1. Measure the AC voltage across the two red wires from the power transformer. There's a connector that plugs into the PCB. It looks like part of the crimped connectors are exposed so you should be able to poke your meter probes in there. I expect 260 VAC

2. Do the same for the two green wires. You should see 6.3VAC. Probably closer to 7VAC, but that's OK.

3. Measure the DC voltage between the junction of D4 and D6 and ground. That's the output of the rectifier. With no tubes installed I expect at least 360 VDC.

4. Measure the voltage between connector terminal QC2 and ground.
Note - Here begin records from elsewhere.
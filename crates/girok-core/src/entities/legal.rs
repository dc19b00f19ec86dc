//! Legal documents, consent taxonomy, and the law registry

use chrono::{DateTime, NaiveDate, Utc};
use serde::{Deserialize, Serialize};
use uuid::Uuid;

use crate::ids::uuid7;

/// Consent / document taxonomy shared by documents, laws and consents
#[derive(Debug, Clone, Copy, PartialEq, Eq, PartialOrd, Ord, Hash, Serialize, Deserialize)]
#[serde(rename_all = "SCREAMING_SNAKE_CASE")]
pub enum ConsentType {
    TermsOfService,
    PrivacyPolicy,
    DataProcessing,
    MarketingEmail,
    MarketingSms,
    MarketingPush,
    MarketingPushNight,
    CrossBorderTransfer,
}

impl ConsentType {
    pub fn as_str(&self) -> &'static str {
        match self {
            ConsentType::TermsOfService => "TERMS_OF_SERVICE",
            ConsentType::PrivacyPolicy => "PRIVACY_POLICY",
            ConsentType::DataProcessing => "DATA_PROCESSING",
            ConsentType::MarketingEmail => "MARKETING_EMAIL",
            ConsentType::MarketingSms => "MARKETING_SMS",
            ConsentType::MarketingPush => "MARKETING_PUSH",
            ConsentType::MarketingPushNight => "MARKETING_PUSH_NIGHT",
            ConsentType::CrossBorderTransfer => "CROSS_BORDER_TRANSFER",
        }
    }
}

impl std::fmt::Display for ConsentType {
    fn fmt(&self, f: &mut std::fmt::Formatter<'_>) -> std::fmt::Result {
        f.write_str(self.as_str())
    }
}

/// A versioned legal document
///
/// At most one latest active document exists per
/// `(doc_type, locale, service, country)` at any instant: the active,
/// unexpired row with the greatest `effective_date <= now`.
#[derive(Debug, Clone, Serialize, Deserialize)]
pub struct LegalDocument {
    pub id: Uuid,
    pub doc_type: ConsentType,
    pub version: String,
    pub locale: String,
    pub service_id: Option<Uuid>,
    pub country: Option<String>,
    pub title: String,
    pub body: String,
    pub summary: Option<String>,
    pub effective_date: DateTime<Utc>,
    pub expires_at: Option<DateTime<Utc>>,
    pub is_active: bool,
    pub created_at: DateTime<Utc>,
}

impl LegalDocument {
    /// Whether this document can currently be served as latest
    pub fn is_effective(&self, now: DateTime<Utc>) -> bool {
        self.is_active
            && self.effective_date <= now
            && self.expires_at.map(|exp| exp > now).unwrap_or(true)
    }
}

/// Special per-law rules beyond the consent lists
#[derive(Debug, Clone, Default, PartialEq, Serialize, Deserialize)]
#[serde(rename_all = "camelCase")]
pub struct SpecialRules {
    /// Local-time window in which marketing pushes need the extra
    /// night-push consent, as "HH:MM" bounds
    pub night_push_start: Option<String>,
    pub night_push_end: Option<String>,
    pub data_retention_days: Option<u32>,
    pub min_age: Option<u8>,
    /// Guardian consent required below this age
    pub parental_consent_under: Option<u8>,
    /// Cross-border transfers need their own explicit consent
    #[serde(default)]
    pub cross_border_explicit: bool,
}

/// Consent requirements a law imposes
#[derive(Debug, Clone, Default, PartialEq, Serialize, Deserialize)]
pub struct LawRequirements {
    pub required: Vec<ConsentType>,
    pub optional: Vec<ConsentType>,
    #[serde(default)]
    pub special: SpecialRules,
}

/// A privacy law in the registry
#[derive(Debug, Clone, Serialize, Deserialize)]
pub struct Law {
    pub id: Uuid,
    pub code: String,
    pub name: String,
    pub jurisdiction: String,
    pub country: Option<String>,
    pub effective_from: NaiveDate,
    pub is_active: bool,
    pub requirements: LawRequirements,
    pub created_at: DateTime<Utc>,
}

/// One entry of the merged per-country requirement set
#[derive(Debug, Clone, PartialEq, Eq, Serialize, Deserialize)]
#[serde(rename_all = "camelCase")]
pub struct ConsentRequirement {
    pub consent_type: ConsentType,
    pub required: bool,
}

/// Merge requirements across laws, de-duplicated by consent type with
/// `required` winning on conflict
pub fn merge_requirements<'a, I>(laws: I) -> Vec<ConsentRequirement>
where
    I: IntoIterator<Item = &'a Law>,
{
    use std::collections::BTreeMap;

    let mut merged: BTreeMap<ConsentType, bool> = BTreeMap::new();
    for law in laws {
        for consent_type in &law.requirements.required {
            merged.insert(*consent_type, true);
        }
        for consent_type in &law.requirements.optional {
            merged.entry(*consent_type).or_insert(false);
        }
    }

    merged
        .into_iter()
        .map(|(consent_type, required)| ConsentRequirement {
            consent_type,
            required,
        })
        .collect()
}

/// The system laws seeded on first boot
pub fn builtin_laws() -> Vec<Law> {
    let now = Utc::now();
    let korea_marketing = vec![
        ConsentType::MarketingEmail,
        ConsentType::MarketingSms,
        ConsentType::MarketingPush,
        ConsentType::MarketingPushNight,
    ];

    vec![
        Law {
            id: uuid7::generate(),
            code: "PIPA".to_string(),
            name: "Personal Information Protection Act".to_string(),
            jurisdiction: "KR".to_string(),
            country: Some("KR".to_string()),
            effective_from: NaiveDate::from_ymd_opt(2011, 9, 30).unwrap_or_default(),
            is_active: true,
            requirements: LawRequirements {
                required: vec![ConsentType::TermsOfService, ConsentType::PrivacyPolicy],
                optional: korea_marketing,
                special: SpecialRules {
                    night_push_start: Some("21:00".to_string()),
                    night_push_end: Some("08:00".to_string()),
                    data_retention_days: Some(365),
                    min_age: Some(14),
                    parental_consent_under: Some(14),
                    cross_border_explicit: true,
                },
            },
            created_at: now,
        },
        Law {
            id: uuid7::generate(),
            code: "GDPR".to_string(),
            name: "General Data Protection Regulation".to_string(),
            jurisdiction: "EU".to_string(),
            country: None,
            effective_from: NaiveDate::from_ymd_opt(2018, 5, 25).unwrap_or_default(),
            is_active: true,
            requirements: LawRequirements {
                required: vec![
                    ConsentType::TermsOfService,
                    ConsentType::PrivacyPolicy,
                    ConsentType::DataProcessing,
                ],
                optional: vec![ConsentType::MarketingEmail, ConsentType::MarketingPush],
                special: SpecialRules {
                    min_age: Some(16),
                    parental_consent_under: Some(16),
                    cross_border_explicit: true,
                    ..SpecialRules::default()
                },
            },
            created_at: now,
        },
        Law {
            id: uuid7::generate(),
            code: "APPI".to_string(),
            name: "Act on the Protection of Personal Information".to_string(),
            jurisdiction: "JP".to_string(),
            country: Some("JP".to_string()),
            effective_from: NaiveDate::from_ymd_opt(2017, 5, 30).unwrap_or_default(),
            is_active: true,
            requirements: LawRequirements {
                required: vec![ConsentType::TermsOfService, ConsentType::PrivacyPolicy],
                optional: vec![ConsentType::MarketingEmail, ConsentType::MarketingPush],
                special: SpecialRules {
                    cross_border_explicit: true,
                    ..SpecialRules::default()
                },
            },
            created_at: now,
        },
        Law {
            id: uuid7::generate(),
            code: "CCPA".to_string(),
            name: "California Consumer Privacy Act".to_string(),
            jurisdiction: "US-CA".to_string(),
            country: Some("US".to_string()),
            effective_from: NaiveDate::from_ymd_opt(2020, 1, 1).unwrap_or_default(),
            is_active: true,
            requirements: LawRequirements {
                required: vec![ConsentType::TermsOfService, ConsentType::PrivacyPolicy],
                optional: vec![
                    ConsentType::MarketingEmail,
                    ConsentType::MarketingSms,
                    ConsentType::MarketingPush,
                ],
                special: SpecialRules {
                    min_age: Some(13),
                    parental_consent_under: Some(13),
                    ..SpecialRules::default()
                },
            },
            created_at: now,
        },
    ]
}

#[cfg(test)]
mod tests {
    use super::*;
    use chrono::Duration;

    #[test]
    fn test_document_effectiveness() {
        let now = Utc::now();
        let mut doc = LegalDocument {
            id: Uuid::new_v4(),
            doc_type: ConsentType::TermsOfService,
            version: "1.0".to_string(),
            locale: "en".to_string(),
            service_id: None,
            country: None,
            title: "Terms".to_string(),
            body: "...".to_string(),
            summary: None,
            effective_date: now - Duration::days(1),
            expires_at: None,
            is_active: true,
            created_at: now,
        };

        assert!(doc.is_effective(now));

        doc.is_active = false;
        assert!(!doc.is_effective(now));

        doc.is_active = true;
        doc.effective_date = now + Duration::days(1);
        assert!(!doc.is_effective(now));

        doc.effective_date = now - Duration::days(1);
        doc.expires_at = Some(now - Duration::hours(1));
        assert!(!doc.is_effective(now));
    }

    #[test]
    fn test_builtin_laws_cover_required_jurisdictions() {
        let laws = builtin_laws();
        let codes: Vec<&str> = laws.iter().map(|l| l.code.as_str()).collect();

        assert!(codes.contains(&"PIPA"));
        assert!(codes.contains(&"GDPR"));
        assert!(codes.contains(&"APPI"));
        assert!(codes.contains(&"CCPA"));
    }

    #[test]
    fn test_korean_requirements() {
        let laws = builtin_laws();
        let pipa = laws.iter().find(|l| l.code == "PIPA").unwrap();

        let merged = merge_requirements(std::iter::once(pipa));
        let required: Vec<ConsentType> = merged
            .iter()
            .filter(|r| r.required)
            .map(|r| r.consent_type)
            .collect();
        let optional: Vec<ConsentType> = merged
            .iter()
            .filter(|r| !r.required)
            .map(|r| r.consent_type)
            .collect();

        assert!(required.contains(&ConsentType::TermsOfService));
        assert!(required.contains(&ConsentType::PrivacyPolicy));
        assert!(optional.contains(&ConsentType::MarketingEmail));
        assert!(optional.contains(&ConsentType::MarketingSms));
        assert!(optional.contains(&ConsentType::MarketingPush));
        assert!(optional.contains(&ConsentType::MarketingPushNight));
    }

    #[test]
    fn test_merge_required_wins_on_conflict() {
        let mut a = builtin_laws().remove(0);
        a.requirements = LawRequirements {
            required: vec![ConsentType::MarketingEmail],
            optional: vec![],
            special: SpecialRules::default(),
        };
        let mut b = builtin_laws().remove(0);
        b.requirements = LawRequirements {
            required: vec![],
            optional: vec![ConsentType::MarketingEmail],
            special: SpecialRules::default(),
        };

        let merged = merge_requirements(vec![&b, &a]);
        assert_eq!(merged.len(), 1);
        assert!(merged[0].required);
    }

    #[test]
    fn test_consent_type_tokens() {
        assert_eq!(ConsentType::TermsOfService.as_str(), "TERMS_OF_SERVICE");
        assert_eq!(
            serde_json::to_string(&ConsentType::MarketingPushNight).unwrap(),
            "\"MARKETING_PUSH_NIGHT\""
        );
    }
}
That's connected directly the point we measured in step 3, so you should get exactly the same reading.

5. In the video on page 1, it looks like the red wire from the output transformer can be unplugged from the PCB. If so, then unplug the red wire and measure the DC voltage between the PCB where the wire was and ground. You should get the same reading as steps 3 and 4.

6. If possible, unplug the blue and brown wires. With the red, blue and brown wires all unplugged, measure the resistance between the red wire and blue wire. Also measure the resistance between the red wire and brown wire. I expect them to be a few hundred ohms each, but not exactly the same. EDIT: we want to measure the resistance of the output transformer. So put the meter probes on the wires, not the spots on the PCB where the were plugged in.

7. Plug the red, blue, and brown wires back in. I posted a screen shot from the video in post #37. Make sure the wires go to the same places as in the photo. Now measure the DC voltage between pins 7 of both V4 and V5 and ground. Without any tubes installed you should see the same reading as steps 3, 4, and 5.

I expect that by now we would have found something amiss.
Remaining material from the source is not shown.